Syringa reticulata subsp. pekinensis

Scientific classification
- Kingdom: Plantae
- Clade: Embryophytes
- Clade: Tracheophytes
- Clade: Spermatophytes
- Clade: Angiosperms
- Clade: Eudicots
- Clade: Asterids
- Order: Lamiales
- Family: Oleaceae
- Genus: Syringa
- Species: S. reticulata
- Subspecies: S. r. subsp. pekinensis
- Trinomial name: Syringa reticulata subsp. pekinensis (Rupr.) P.S.Green & M.C.Chang

= Syringa reticulata subsp. pekinensis =

Subspecies of shrub

Syringa reticulata subsp. pekinensis (formerly known as Syringa pekinensis), also known as the Pekin lilac or the Chinese tree lilac, grows in an open, multi-stemmed form to a height of 15 to 20 ft, with a spread of 10 to 15 ft.
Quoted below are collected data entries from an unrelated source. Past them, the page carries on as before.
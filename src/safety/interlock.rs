//! Hazard phase state machine and the UPS shutdown latch.

use serde::Serialize;
use std::fmt;
use tracing::{error, info, warn};

use crate::config::SafetyConfig;
use crate::control::CommandRequest;
use crate::telemetry::reading::{FireStatus, UpsStatus, VocReading};

/// Operating phase shown to the operator.
#[derive(Debug, Clone, Copy, PartialEq, Eq, PartialOrd, Ord, Hash, Serialize)]
#[serde(rename_all = "SCREAMING_SNAKE_CASE")]
pub enum SafetyPhase {
    /// No hazard reported.
    Normal,
    /// VOC at the warning level, or a fire detector fault.
    Warning,
    /// Any alarm, critical VOC, or the UPS latch.
    Emergency,
}

impl SafetyPhase {
    /// Upper-case name used in logs and on the dashboard.
    pub fn label(self) -> &'static str {
        match self {
            SafetyPhase::Normal => "NORMAL",
            SafetyPhase::Warning => "WARNING",
            SafetyPhase::Emergency => "EMERGENCY",
        }
    }

    /// Short procedure text for the phase.
    pub fn guidance(self) -> &'static str {
        match self {
            SafetyPhase::Normal => "Regular Monitoring Active / Check Sensor Status Periodically",
            SafetyPhase::Warning => {
                "Potential Hazard Detected / Verify Ventilation & Check Equipment / Prepare for Evacuation"
            }
            SafetyPhase::Emergency => {
                "CRITICAL DANGER (Fire/Toxic Gas) / EVACUATE IMMEDIATELY / Trigger Fire Alarm & Call 119"
            }
        }
    }
}

impl fmt::Display for SafetyPhase {
    fn fmt(&self, f: &mut fmt::Formatter<'_>) -> fmt::Result {
        f.write_str(self.label())
    }
}

/// Phase implied by the fire detector and the VOC detector alone.
///
/// A sensor that has not reported yet contributes nothing.
pub fn hazard_phase(
    fire: Option<&FireStatus>,
    voc: Option<&VocReading>,
    thresholds: &SafetyConfig,
) -> SafetyPhase {
    let conc = voc.map_or(f64::NAN, |v| v.concentration_ppm);
    let voc_alarm = voc.is_some_and(|v| v.alarm > 0);
    let is_fire = fire.is_some_and(|f| f.is_fire);
    let is_fault = fire.is_some_and(|f| f.is_fault);

    if is_fire || voc_alarm || conc >= thresholds.critical_ppm {
        SafetyPhase::Emergency
    } else if is_fault || conc >= thresholds.warning_ppm {
        SafetyPhase::Warning
    } else {
        SafetyPhase::Normal
    }
}

/// Result of one evaluation.
#[derive(Debug, Clone, PartialEq, Serialize)]
pub struct SafetyReport {
    /// Phase after this evaluation.
    pub phase: SafetyPhase,
    /// Phase before this evaluation.
    pub previous: SafetyPhase,
    /// The phase changed with this evaluation.
    pub entered: bool,
    /// Procedure text for `phase`.
    pub guidance: &'static str,
    /// The UPS latch was set by this evaluation; HV must be switched off.
    pub trigger_shutdown: bool,
    /// The UPS latch is holding.
    pub ups_latched: bool,
}

impl SafetyReport {
    /// Report published before any sensor has spoken.
    pub fn initial() -> Self {
        Self {
            phase: SafetyPhase::Normal,
            previous: SafetyPhase::Normal,
            entered: false,
            guidance: SafetyPhase::Normal.guidance(),
            trigger_shutdown: false,
            ups_latched: false,
        }
    }
}

/// NORMAL / WARNING / EMERGENCY evaluation with a one-shot UPS latch.
///
/// The latch sets the first time the UPS runs on battery with less than
/// `shutdown_threshold_min` minutes left and clears only when the UPS
/// reports it is online again. While it holds the phase is EMERGENCY.
#[derive(Debug, Clone)]
pub struct SafetyInterlock {
    thresholds: SafetyConfig,
    phase: SafetyPhase,
    ups_latched: bool,
}

impl SafetyInterlock {
    /// Interlock in the normal phase with the latch clear.
    pub fn new(thresholds: SafetyConfig) -> Self {
        Self {
            thresholds,
            phase: SafetyPhase::Normal,
            ups_latched: false,
        }
    }

    /// Current phase.
    pub fn phase(&self) -> SafetyPhase {
        self.phase
    }

    /// Whether the UPS shutdown has already been requested.
    pub fn is_latched(&self) -> bool {
        self.ups_latched
    }

    /// Re-evaluate from the latest fire, VOC and UPS readings.
    pub fn observe(
        &mut self,
        fire: Option<&FireStatus>,
        voc: Option<&VocReading>,
        ups: Option<&UpsStatus>,
    ) -> SafetyReport {
        let trigger_shutdown = ups.is_some_and(|status| self.update_latch(status));

        let mut phase = hazard_phase(fire, voc, &self.thresholds);
        if self.ups_latched {
            phase = SafetyPhase::Emergency;
        }

        let previous = self.phase;
        let entered = phase != previous;
        if entered {
            match phase {
                SafetyPhase::Emergency => error!(from = %previous, "Entered EMERGENCY phase"),
                SafetyPhase::Warning => warn!(from = %previous, "Entered WARNING phase"),
                SafetyPhase::Normal => info!(from = %previous, "Back to NORMAL phase"),
            }
        }
        self.phase = phase;

        SafetyReport {
            phase,
            previous,
            entered,
            guidance: phase.guidance(),
            trigger_shutdown,
            ups_latched: self.ups_latched,
        }
    }

    /// Returns true when the latch was set by this status.
    fn update_latch(&mut self, status: &UpsStatus) -> bool {
        if self.ups_latched {
            if status.is_online() {
                info!(status = %status.status, "UPS back online, shutdown latch cleared");
                self.ups_latched = false;
            }
            return false;
        }
        // NaN time left never compares below the threshold.
        if status.is_on_battery() && status.time_left_min < self.thresholds.shutdown_threshold_min {
            error!(
                time_left_min = status.time_left_min,
                threshold_min = self.thresholds.shutdown_threshold_min,
                "UPS on battery below threshold, switching HV off"
            );
            self.ups_latched = true;
            return true;
        }
        false
    }
}

/// Power-off requests covering every configured HV channel.
pub fn shutdown_requests(slots: &[(u16, u16)]) -> Vec<CommandRequest> {
    slots
        .iter()
        .filter(|(_, channels)| *channels > 0)
        .map(|&(slot, channels)| CommandRequest::hv_power(slot, (0..channels).collect(), false))
        .collect()
}

#[cfg(test)]
mod tests {
    use super::*;
    use crate::control::CommandAction;

    fn thresholds() -> SafetyConfig {
        SafetyConfig {
            warning_ppm: 10.0,
            critical_ppm: 50.0,
            shutdown_threshold_min: 15.0,
        }
    }

    fn voc(ppm: f64, alarm: u16) -> VocReading {
        VocReading {
            concentration_ppm: ppm,
            alarm,
        }
    }

    fn ups(status: &str, time_left_min: f64) -> UpsStatus {
        UpsStatus {
            status: status.to_string(),
            line_voltage: 0.0,
            battery_charge_pct: 80.0,
            time_left_min,
        }
    }

    #[test]
    fn hazard_rules() {
        let t = thresholds();
        assert_eq!(hazard_phase(None, None, &t), SafetyPhase::Normal);
        assert_eq!(hazard_phase(None, Some(&voc(9.9, 0)), &t), SafetyPhase::Normal);
        assert_eq!(hazard_phase(None, Some(&voc(10.0, 0)), &t), SafetyPhase::Warning);
        assert_eq!(hazard_phase(None, Some(&voc(50.0, 0)), &t), SafetyPhase::Emergency);
        assert_eq!(hazard_phase(None, Some(&voc(1.0, 1)), &t), SafetyPhase::Emergency);
        assert_eq!(
            hazard_phase(Some(&FireStatus::decode(0x01)), None, &t),
            SafetyPhase::Warning
        );
        assert_eq!(
            hazard_phase(Some(&FireStatus::decode(0x04)), None, &t),
            SafetyPhase::Emergency
        );
    }

    #[test]
    fn warning_entry_reported_once_per_crossing() {
        let mut interlock = SafetyInterlock::new(thresholds());
        let entries: Vec<bool> = [2.0, 12.0, 14.0, 11.0, 3.0, 4.0]
            .iter()
            .map(|&ppm| interlock.observe(None, Some(&voc(ppm, 0)), None))
            .map(|report| report.entered && report.phase == SafetyPhase::Warning)
            .collect();
        assert_eq!(entries, vec![false, true, false, false, false, false]);
        assert_eq!(interlock.phase(), SafetyPhase::Normal);
    }

    #[test]
    fn ups_latch_fires_once_per_excursion() {
        let mut interlock = SafetyInterlock::new(thresholds());
        let statuses = [
            ups("ONLINE", 60.0),
            ups("ONBATT", 10.0),
            ups("ONBATT", 9.0),
            ups("ONBATT", 30.0),
            ups("ONLINE", 60.0),
            ups("ONBATT", 5.0),
        ];
        let triggers: Vec<bool> = statuses
            .iter()
            .map(|status| interlock.observe(None, None, Some(status)).trigger_shutdown)
            .collect();
        assert_eq!(triggers, vec![false, true, false, false, false, true]);
    }

    #[test]
    fn latch_holds_emergency_until_online() {
        let mut interlock = SafetyInterlock::new(thresholds());
        interlock.observe(None, None, Some(&ups("ONBATT", 10.0)));
        let report = interlock.observe(None, None, Some(&ups("ONBATT", 40.0)));
        assert_eq!(report.phase, SafetyPhase::Emergency);
        assert!(report.ups_latched);

        let report = interlock.observe(None, None, Some(&ups("ONLINE", 40.0)));
        assert_eq!(report.phase, SafetyPhase::Normal);
        assert!(report.entered);
        assert!(!interlock.is_latched());
    }

    #[test]
    fn unknown_time_left_never_latches() {
        let mut interlock = SafetyInterlock::new(thresholds());
        let report = interlock.observe(None, None, Some(&ups("ONBATT", f64::NAN)));
        assert!(!report.trigger_shutdown);
        assert_eq!(report.phase, SafetyPhase::Normal);
    }

    #[test]
    fn shutdown_covers_every_channel() {
        let requests = shutdown_requests(&[(0, 4), (3, 0), (5, 2)]);
        assert_eq!(requests.len(), 2);
        assert_eq!(requests[0], CommandRequest::hv_power(0, vec![0, 1, 2, 3], false));
        assert_eq!(requests[1].action, CommandAction::SetPower(false));
    }
}
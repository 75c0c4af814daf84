//! End-to-end interlock tests: real pollers on mock drivers, the dispatcher
//! and the safety monitor wired the way the app wires them.

use lab_monitor::config::MonitorConfig;
use lab_monitor::control::{CommandDispatcher, CommandRequest, ControlLayout};
use lab_monitor::hardware::mock::{MockBusConnector, MockHvConnector, MockUpsConnector};
use lab_monitor::hardware::{DeviceKind, ParamValue};
use lab_monitor::pollers::hv::HvPoller;
use lab_monitor::pollers::modbus_sensors::{ModbusSensorPoller, SensorProfile};
use lab_monitor::pollers::ups::UpsPoller;
use lab_monitor::pollers::{spawn_poller, ErrorPolicy, PollContext, PollerHandle, EVENT_CAPACITY};
use lab_monitor::safety::{SafetyInterlock, SafetyMonitor, SafetyPhase, SafetyReport};
use lab_monitor::telemetry::TelemetryStore;
use std::sync::Arc;
use std::time::Duration;
use tokio::sync::{broadcast, watch};

const CONFIG: &str = r#"
    [safety]
    warning_ppm = 10.0
    critical_ppm = 50.0
    shutdown_threshold_min = 5.0

    [ups]
    enabled = true
    interval_s = 5.0
    window_s = 60.0

    [voc]
    enabled = true
    port = "/dev/ttyVOC"
    slave_id = 3
    interval_s = 1.0

    [caen_hv]
    enabled = true
    polling_interval_ms = 1000
    persist_every_polls = 60

    [caen_hv.crate_map.0]
    channels = 2
    description = "PMT"
"#;

struct Rig {
    ups: MockUpsConnector,
    hv: MockHvConnector,
    voc: MockBusConnector,
    voc_scale: f64,
    dispatcher: CommandDispatcher,
    reports: watch::Receiver<SafetyReport>,
    pollers: Vec<PollerHandle>,
    monitor_stop: tokio::sync::oneshot::Sender<()>,
    monitor_task: tokio::task::JoinHandle<()>,
}

fn start_rig() -> Rig {
    let config: MonitorConfig = toml::from_str(CONFIG).expect("Failed to parse config");
    let store = Arc::new(TelemetryStore::from_config(&config).expect("Failed to build store"));
    let (events, _) = broadcast::channel(EVENT_CAPACITY);
    let ctx = PollContext::new(Arc::clone(&store), None, events.clone());

    let ups = MockUpsConnector::online();
    let hv = MockHvConnector::new(&config.caen_hv.slots());
    let voc = MockBusConnector::voc_detector(config.voc.slave_id, 0.5, config.voc.scale_factor);

    let safety_events = events.subscribe();
    let hv_handle = spawn_poller(
        Box::new(HvPoller::new(config.caen_hv.clone(), Arc::new(hv.clone()))),
        ctx.for_poller(),
        ErrorPolicy::default(),
    );
    let mut dispatcher = CommandDispatcher::new(ControlLayout::from_config(&config));
    dispatcher.register(DeviceKind::CaenHv, hv_handle.control());

    let ups_handle = spawn_poller(
        Box::new(UpsPoller::new(config.ups.clone(), Arc::new(ups.clone()))),
        ctx.for_poller(),
        ErrorPolicy::default(),
    );
    let voc_handle = spawn_poller(
        Box::new(ModbusSensorPoller::new(
            SensorProfile::voc(&config.voc),
            Arc::new(voc.clone()),
        )),
        ctx.for_poller(),
        ErrorPolicy::default(),
    );

    let (monitor, reports) = SafetyMonitor::new(
        SafetyInterlock::new(config.safety.clone()),
        store,
        Arc::new(dispatcher.clone()),
        config.caen_hv.slots(),
    );
    let (monitor_stop, monitor_task) = monitor.spawn(safety_events);

    Rig {
        ups,
        hv,
        voc,
        voc_scale: config.voc.scale_factor,
        dispatcher,
        reports,
        pollers: vec![hv_handle, ups_handle, voc_handle],
        monitor_stop,
        monitor_task,
    }
}

impl Rig {
    async fn wait_for(&mut self, what: &str, accept: impl Fn(&SafetyReport) -> bool) {
        let reports = &mut self.reports;
        tokio::time::timeout(Duration::from_secs(120), async {
            loop {
                if accept(&reports.borrow_and_update()) {
                    return;
                }
                reports.changed().await.expect("safety monitor gone");
            }
        })
        .await
        .unwrap_or_else(|_| panic!("timed out waiting for {what}"));
    }

    fn power_off_writes(&self) -> usize {
        self.hv
            .writes()
            .iter()
            .filter(|w| w.param == "Pw" && w.value == ParamValue::Int(0))
            .count()
    }

    async fn stop(self) {
        for handle in &self.pollers {
            handle.stop();
        }
        for handle in self.pollers {
            handle
                .join(Duration::from_secs(5))
                .await
                .expect("Failed to join poller");
        }
        self.monitor_stop.send(()).ok();
        self.monitor_task.await.expect("monitor panicked");
    }
}

#[tokio::test(start_paused = true)]
async fn ups_on_battery_switches_hv_off_once() {
    let mut rig = start_rig();

    rig.dispatcher
        .dispatch(CommandRequest::hv_power(0, vec![0, 1], true))
        .await
        .expect("Failed to power HV on");
    assert_eq!(rig.hv.param(0, 1, "Pw"), Some(ParamValue::Int(1)));

    rig.ups.set_status("ONBATT", 40.0, 3.0);
    rig.wait_for("UPS latch", |r| r.ups_latched).await;

    assert_eq!(rig.reports.borrow().phase, SafetyPhase::Emergency);
    assert_eq!(rig.hv.param(0, 0, "Pw"), Some(ParamValue::Int(0)));
    assert_eq!(rig.hv.param(0, 1, "Pw"), Some(ParamValue::Int(0)));
    assert_eq!(rig.power_off_writes(), 1);

    // Further low readings keep the latch without sending more commands.
    tokio::time::sleep(Duration::from_secs(20)).await;
    assert!(rig.reports.borrow().ups_latched);
    assert_eq!(rig.power_off_writes(), 1);

    rig.ups.set_status("ONLINE", 60.0, 20.0);
    rig.wait_for("latch release", |r| !r.ups_latched).await;
    assert_eq!(rig.reports.borrow().phase, SafetyPhase::Normal);

    rig.stop().await;
}

#[tokio::test(start_paused = true)]
async fn ups_on_battery_with_time_to_spare_does_not_latch() {
    let mut rig = start_rig();

    rig.ups.set_status("ONBATT", 80.0, 30.0);
    tokio::time::sleep(Duration::from_secs(20)).await;

    assert!(!rig.reports.borrow().ups_latched);
    assert_eq!(rig.reports.borrow().phase, SafetyPhase::Normal);
    assert_eq!(rig.power_off_writes(), 0);

    rig.wait_for("a NORMAL report", |r| r.phase == SafetyPhase::Normal)
        .await;
    rig.stop().await;
}

#[tokio::test(start_paused = true)]
async fn voc_concentration_walks_through_the_phases() {
    let mut rig = start_rig();
    let unit = 3;
    let scale = rig.voc_scale;

    rig.voc.set_voc(unit, 20.0, scale, 0);
    rig.wait_for("WARNING", |r| r.phase == SafetyPhase::Warning)
        .await;

    rig.voc.set_voc(unit, 75.0, scale, 0);
    rig.wait_for("EMERGENCY", |r| r.phase == SafetyPhase::Emergency)
        .await;
    assert!(!rig.reports.borrow().ups_latched);
    assert_eq!(rig.power_off_writes(), 0);

    rig.voc.set_voc(unit, 0.5, scale, 0);
    rig.wait_for("NORMAL", |r| r.phase == SafetyPhase::Normal)
        .await;
    assert_eq!(rig.power_off_writes(), 0);

    rig.stop().await;
}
They are native to northern China but grow in USDA hardiness zones 3 through 7. It is grown as an ornamental tree in Europe and North America.

==Description==
Pekin lilacs have arching branches and ovate dark green leaves that are 2 to 4 in long. They have yellowish-white flowers that bloom in panicles up to 6 in long. The panicles change over to loose clusters of brown capsules. The bark is a red-brown color. They grow well in moist, well-drained soil. They prefer full sun but will tolerate light shade.